On the medscape reference site they say: Other therapies and experimental treatments
Several other therapies are currently being used as alternatives to surgical resection, including radiofrequency ablation, cryoablation, and conventional radiotherapy.
However, most have limited availability and most involve enrollment in a structured clinical trial. Most are performed at experienced centers for patients who have lung malignancies (primary lung cancer or pulmonary metastases) and who are not candidates for surgery with the intent to resect. These therapies may also be used in conjunction with other treatments (ie, chemotherapy, radiotherapy) for better disease control.
So the focus is on trialling these alternatives if you cannot qualify for surgery (currently the gold-standard?) and then the talk is control rather than cure .. it seems ...
|
|
|
Post by suze on Dec 3, 2011 15:39:43 GMT
Saw "my" surgeon today .. unlike my oncologist he rather forced me to look at the CT scan .. he can see a couple of other tiny spots which might be tumours near the main one ...
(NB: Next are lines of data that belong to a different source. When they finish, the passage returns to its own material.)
//! Error types for the disaster monitor
//!
//! One error enum for the library; the binary wraps it in `anyhow`.

use thiserror::Error;

/// Main error type for the monitor
#[derive(Error, Debug)]
pub enum MonitorError {
    /// Configuration errors
    #[error("Configuration error: {0}")]
    ConfigError(String),

    /// Training data errors
    #[error("Dataset error: {0}")]
    DatasetError(String),

    /// Prediction requested before `fit`
    #[error("Model has not been fitted")]
    NotFitted,

    /// Feature vector width does not match the fitted model
    #[error("Feature width mismatch: expected {expected}, got {actual}")]
    FeatureMismatch { expected: usize, actual: usize },

    /// Label outside the two known classes
    #[error("Unknown label: {0}")]
    UnknownLabel(String),

    /// Alert store errors
    #[error("Alert store error: {0}")]
    StoreError(#[from] rusqlite::Error),

    /// Serialization errors
    #[error("Serialization error: {0}")]
    SerializationError(#[from] serde_json::Error),

    /// I/O errors
    #[error("I/O error: {0}")]
    IoError(#[from] std::io::Error),
}

/// Result type alias for monitor operations
pub type Result<T> = std::result::Result<T, MonitorError>;
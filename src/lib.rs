//! Disaster Monitor - simulated sensor classification with SQLite alerting
//! 
//! Trains a random forest on a small hand-coded sample set, classifies a
//! stream of simulated readings and appends an alert row for every
//! predicted disaster.
//! 
//! # Architecture
//! 
//! - **model**: `Classifier` trait, CART trees, random forest, dataset split
//! - **store**: append-only SQLite alert table
//! - **monitor**: reading generator, clock, seeding, the monitor loop
//! - **telemetry** / **display**: reporter side channel and console output

pub mod errors;
pub mod types;
pub mod model;
pub mod store;
pub mod monitor;
pub mod telemetry;
pub mod display;
pub mod execution;
pub mod cli;

// Re-export commonly used types
pub use errors::{MonitorError, Result};
pub use types::{AlertRecord, NewAlert, Prediction, Reading, SensorRange};
pub use model::{Classifier, Dataset, ForestConfig, RandomForest, TrainingReport};
pub use store::AlertStore;
pub use monitor::{Monitor, MonitorConfig, ReadingGenerator, RunSummary};
pub use telemetry::{MonitorEvent, Reporter, TelemetryCollector};
pub use display::DisplayManager;
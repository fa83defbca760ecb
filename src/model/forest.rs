//! Random forest classifier
//!
//! Bagged CART trees with per-split feature subsampling. Predictions
//! average the trees' leaf distributions; a tie resolves to no-disaster.

use rand::rngs::StdRng;
use rand::{Rng, SeedableRng};
use serde::{Deserialize, Serialize};

use super::tree::{DecisionTree, MaxFeatures};
use super::Classifier;
use crate::errors::{MonitorError, Result};
use crate::types::Prediction;

/// Forest hyperparameters
#[derive(Debug, Clone, PartialEq, Serialize, Deserialize)]
pub struct ForestConfig {
    pub n_trees: usize,
    pub max_depth: Option<usize>,
    pub min_samples_split: usize,
    /// Draw each tree's sample with replacement
    pub bootstrap: bool,
    pub max_features: MaxFeatures,
}

impl Default for ForestConfig {
    fn default() -> Self {
        Self {
            n_trees: 100,
            max_depth: None,
            min_samples_split: 2,
            bootstrap: true,
            max_features: MaxFeatures::Sqrt,
        }
    }
}

/// Seeded random forest
#[derive(Debug, Clone)]
pub struct RandomForest {
    config: ForestConfig,
    seed: u64,
    n_features: Option<usize>,
    trees: Vec<DecisionTree>,
}

impl RandomForest {
    pub fn new(config: ForestConfig, seed: u64) -> Self {
        Self {
            config,
            seed,
            n_features: None,
            trees: Vec::new(),
        }
    }

    pub fn n_trees(&self) -> usize {
        self.trees.len()
    }

    /// Fit, calling `on_tree` after each tree is grown
    pub fn fit_with_progress<F>(
        &mut self,
        features: &[Vec<f64>],
        labels: &[Prediction],
        mut on_tree: F,
    ) -> Result<()>
    where
        F: FnMut(usize),
    {
        if features.is_empty() {
            return Err(MonitorError::DatasetError("no training rows".to_string()));
        }
        if features.len() != labels.len() {
            return Err(MonitorError::DatasetError(format!(
                "{} rows but {} labels",
                features.len(),
                labels.len()
            )));
        }
        if self.config.n_trees == 0 {
            return Err(MonitorError::ConfigError("forest needs at least one tree".to_string()));
        }

        let width = features[0].len();
        if let Some(bad) = features.iter().find(|row| row.len() != width) {
            return Err(MonitorError::FeatureMismatch {
                expected: width,
                actual: bad.len(),
            });
        }

        let mut rng = StdRng::seed_from_u64(self.seed);
        let n = features.len();
        let mut trees = Vec::with_capacity(self.config.n_trees);

        for i in 0..self.config.n_trees {
            let sample: Vec<usize> = if self.config.bootstrap {
                (0..n).map(|_| rng.gen_range(0..n)).collect()
            } else {
                (0..n).collect()
            };

            let mut tree_rng = StdRng::seed_from_u64(rng.gen());
            let mut tree = DecisionTree::new(
                self.config.max_depth,
                self.config.min_samples_split,
                self.config.max_features,
            );
            tree.fit_sample(features, labels, &sample, &mut tree_rng)?;
            trees.push(tree);
            on_tree(i + 1);
        }

        self.trees = trees;
        self.n_features = Some(width);
        tracing::trace!(trees = self.trees.len(), rows = n, "forest fitted");
        Ok(())
    }

    /// Mean disaster probability across trees
    pub fn predict_proba(&self, features: &[f64]) -> Result<f64> {
        let width = self.n_features.ok_or(MonitorError::NotFitted)?;
        if features.len() != width {
            return Err(MonitorError::FeatureMismatch {
                expected: width,
                actual: features.len(),
            });
        }

        let mut total = 0.0;
        for tree in &self.trees {
            total += tree.predict_proba(features)?;
        }
        Ok(total / self.trees.len() as f64)
    }
}

impl Classifier for RandomForest {
    fn fit(&mut self, features: &[Vec<f64>], labels: &[Prediction]) -> Result<()> {
        self.fit_with_progress(features, labels, |_| {})
    }

    fn predict(&self, features: &[f64]) -> Result<Prediction> {
        let proba = self.predict_proba(features)?;
        Ok(if proba > 0.5 {
            Prediction::Disaster
        } else {
            Prediction::NoDisaster
        })
    }
}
He thinks it is worth going ahead with the surgery, mainly because of the time elapsed already is "good" from the point of view of not expecting lots of new growths ... and the one he will be removing is near to the other tiny spots he can see, so he says he might be able to peg them for future radiation
He reckons the location of the tumour is favourable, though it is higher up and nearer to my heart than I had envisaged! :-\ he will start with key-hole techniques and switch to more invasive surgery if he needs to for the right level of access to the growth
on the question of open or laproscopic (key-hole) techniques he said that the old view was the touching the actual tumour was good way of knowing its extent, but he sort of feels improvements in CT scanning have made that a bit passé now ... and we can "risk" trying for laproscopic approach ...
I really liked him.
He will treat me after Christmas, exact date tba ... I am on HRT so he has to wait 6 weeks for that to clear in interests of reducing clot risk!